Tag Archives: Grenache Gris

WINEMAKERS’ MIXER AT THE 2015 GARAGISTÉ FEST IN PASO ROBLES.

The Garagistè Festival (LINK), for the uninitiated, is a gathering that promotes and celebrates small production winemakers from Paso Robles and elsewhere in California. These are folks who produce under 1500 cases per year. Some are new and plan to grow into the future Mondavis or Kendall-Jacksons of the world; others are doing it as a labor of love and have no plans to expand; still others are winemakers for larger concerns and this is their hobby-like “side venture.”  There are also now Garagistè Festivals in Solvang and in Los Angeles each year.

This is the fifth annual Paso Robles event, and I have attended all of them. Dorianne and I drove up from LA County where we are staying with friends for last night’s Winemakers’ Mixer and today’s workshops and Grand Tasting (which I will blog about later).
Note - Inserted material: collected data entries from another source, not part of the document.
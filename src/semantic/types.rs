use super::symbols::{SymbolTable, TypeId};
use crate::syntax::ast::TypeDeclKind;
use std::fmt;

/// Well-known `System` types: (C# keyword if any, metadata name, is value type).
const BUILTINS: &[(Option<&str>, &str, bool)] = &[
    (Some("bool"), "Boolean", true),
    (Some("byte"), "Byte", true),
    (Some("sbyte"), "SByte", true),
    (Some("char"), "Char", true),
    (Some("decimal"), "Decimal", true),
    (Some("double"), "Double", true),
    (Some("float"), "Single", true),
    (Some("int"), "Int32", true),
    (Some("uint"), "UInt32", true),
    (Some("long"), "Int64", true),
    (Some("ulong"), "UInt64", true),
    (Some("short"), "Int16", true),
    (Some("ushort"), "UInt16", true),
    (Some("nint"), "IntPtr", true),
    (Some("nuint"), "UIntPtr", true),
    (Some("object"), "Object", false),
    (Some("string"), "String", false),
    (Some("void"), "Void", false),
    (Some("dynamic"), "Object", false),
    (None, "Guid", true),
    (None, "DateTime", true),
    (None, "DateTimeOffset", true),
    (None, "TimeSpan", true),
    (None, "DateOnly", true),
    (None, "TimeOnly", true),
    (None, "Half", true),
    (None, "Int128", true),
    (None, "UInt128", true),
    (None, "IFormatProvider", false),
    (None, "Exception", false),
    (None, "Type", false),
];

#[derive(Debug, Clone, Copy, PartialEq, Eq, Hash)]
pub struct Builtin(usize);

impl Builtin {
    pub fn from_keyword(keyword: &str) -> Option<Self> {
        BUILTINS
            .iter()
            .position(|(kw, _, _)| *kw == Some(keyword))
            .map(Builtin)
    }

    /// Metadata name without the `System.` prefix.
    pub fn from_name(name: &str) -> Option<Self> {
        let name = name.strip_prefix("System.").unwrap_or(name);
        BUILTINS
            .iter()
            .position(|(kw, n, _)| *n == name && *kw != Some("dynamic"))
            .map(Builtin)
    }

    pub fn name(self) -> &'static str {
        BUILTINS[self.0].1
    }

    pub fn keyword(self) -> Option<&'static str> {
        BUILTINS[self.0].0
    }

    pub fn is_value_type(self) -> bool {
        BUILTINS[self.0].2
    }

    pub fn is_string(self) -> bool {
        self.name() == "String"
    }
}

/// A type reference after name resolution.
#[derive(Debug, Clone, PartialEq, Eq, Hash)]
pub enum ResolvedType {
    Declared { id: TypeId, args: Vec<ResolvedType> },
    Builtin(Builtin),
    /// Named type without a declaration in any known assembly.
    External { name: String, args: Vec<ResolvedType> },
    TypeParam(String),
    /// `T?`, `Nullable<T>`.
    Nullable(Box<ResolvedType>),
    Array(Box<ResolvedType>, usize),
    Tuple(Vec<ResolvedType>),
    Unknown,
}

impl ResolvedType {
    pub fn declared(id: TypeId) -> Self {
        ResolvedType::Declared {
            id,
            args: Vec::new(),
        }
    }

    pub fn declared_id(&self) -> Option<TypeId> {
        match self {
            ResolvedType::Declared { id, .. } => Some(*id),
            _ => None,
        }
    }

    pub fn is_nullable(&self) -> bool {
        matches!(self, ResolvedType::Nullable(_))
    }

    pub fn strip_nullable(&self) -> &ResolvedType {
        match self {
            ResolvedType::Nullable(inner) => inner,
            other => other,
        }
    }

    pub fn is_unknown(&self) -> bool {
        matches!(self, ResolvedType::Unknown)
    }

    pub fn is_string(&self) -> bool {
        matches!(self, ResolvedType::Builtin(b) if b.is_string())
    }

    /// Simple name of the type constructor, e.g. `IEnum` for `IEnum<string>`.
    pub fn simple_name<'a>(&'a self, symbols: &'a SymbolTable) -> Option<&'a str> {
        match self {
            ResolvedType::Declared { id, .. } => Some(symbols.get(*id).name.as_str()),
            ResolvedType::External { name, .. } => Some(name.rsplit('.').next().unwrap_or(name)),
            ResolvedType::Builtin(b) => Some(b.name()),
            _ => None,
        }
    }

    pub fn type_args(&self) -> &[ResolvedType] {
        match self {
            ResolvedType::Declared { args, .. } | ResolvedType::External { args, .. } => args,
            _ => &[],
        }
    }

    /// `Some(true)` for value types, `Some(false)` for reference types and
    /// `None` when unknown (type parameters, unresolved names).
    pub fn is_value_type(&self, symbols: &SymbolTable) -> Option<bool> {
        match self {
            ResolvedType::Builtin(b) => Some(b.is_value_type()),
            ResolvedType::Declared { id, .. } => Some(matches!(
                symbols.get(*id).kind,
                TypeDeclKind::Struct | TypeDeclKind::RecordStruct | TypeDeclKind::Enum
            )),
            ResolvedType::Nullable(inner) => inner.is_value_type(symbols),
            ResolvedType::Array(..) => Some(false),
            ResolvedType::Tuple(_) => Some(true),
            ResolvedType::External { .. } | ResolvedType::TypeParam(_) | ResolvedType::Unknown => {
                None
            }
        }
    }

    pub fn display<'a>(&'a self, symbols: &'a SymbolTable) -> TypeDisplay<'a> {
        TypeDisplay { ty: self, symbols }
    }
}

/// C#-style rendering used in diagnostic messages and synthesized code.
pub struct TypeDisplay<'a> {
    ty: &'a ResolvedType,
    symbols: &'a SymbolTable,
}

impl TypeDisplay<'_> {
    fn write_args(&self, f: &mut fmt::Formatter<'_>, args: &[ResolvedType]) -> fmt::Result {
        if args.is_empty() {
            return Ok(());
        }
        f.write_str("<")?;
        for (i, arg) in args.iter().enumerate() {
            if i > 0 {
                f.write_str(", ")?;
            }
            write!(f, "{}", arg.display(self.symbols))?;
        }
        f.write_str(">")
    }
}

impl fmt::Display for TypeDisplay<'_> {
    fn fmt(&self, f: &mut fmt::Formatter<'_>) -> fmt::Result {
        match self.ty {
            ResolvedType::Declared { id, args } => {
                f.write_str(&self.symbols.get(*id).name)?;
                self.write_args(f, args)
            }
            ResolvedType::Builtin(b) => f.write_str(b.keyword().unwrap_or(b.name())),
            ResolvedType::External { name, args } => {
                f.write_str(name)?;
                self.write_args(f, args)
            }
            ResolvedType::TypeParam(name) => f.write_str(name),
            ResolvedType::Nullable(inner) => write!(f, "{}?", inner.display(self.symbols)),
            ResolvedType::Array(element, rank) => {
                write!(f, "{}[{}]", element.display(self.symbols), ",".repeat(rank.saturating_sub(1)))
            }
            ResolvedType::Tuple(elements) => {
                f.write_str("(")?;
                for (i, el) in elements.iter().enumerate() {
                    if i > 0 {
                        f.write_str(", ")?;
                    }
                    write!(f, "{}", el.display(self.symbols))?;
                }
                f.write_str(")")
            }
            ResolvedType::Unknown => f.write_str("?"),
        }
    }
}

#[cfg(test)]
mod tests {
    use super::*;

    #[test]
    fn builtin_lookup_by_keyword_and_name() {
        let int = Builtin::from_keyword("int");
        assert_eq!(int, Builtin::from_name("System.Int32"));
        assert_eq!(int.map(Builtin::is_value_type), Some(true));
        assert_eq!(Builtin::from_keyword("string").map(Builtin::is_string), Some(true));
        assert!(Builtin::from_name("Guid").is_some_and(Builtin::is_value_type));
        assert_eq!(Builtin::from_keyword("Guid"), None);
    }

    #[test]
    fn display_uses_keywords() {
        let symbols = SymbolTable::default();
        let ty = ResolvedType::Nullable(Box::new(ResolvedType::Builtin(
            Builtin::from_keyword("int").unwrap(),
        )));
        assert_eq!(ty.display(&symbols).to_string(), "int?");
        let generic = ResolvedType::External {
            name: "IEnum".to_string(),
            args: vec![ResolvedType::Builtin(Builtin::from_keyword("string").unwrap())],
        };
        assert_eq!(generic.display(&symbols).to_string(), "IEnum<string>");
    }
}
The mixer was added a few years ago, and has been held in different places. This year, it was in the barrel room at Broken Earth Winery (LINK). There were about 35 wineries represented (and one local hard cider maker), including about 1/2 dozen who had been at all five festivals. There were some snacks provided and the Pairing Knife Food Truck (LINK) was also on hand with some great food.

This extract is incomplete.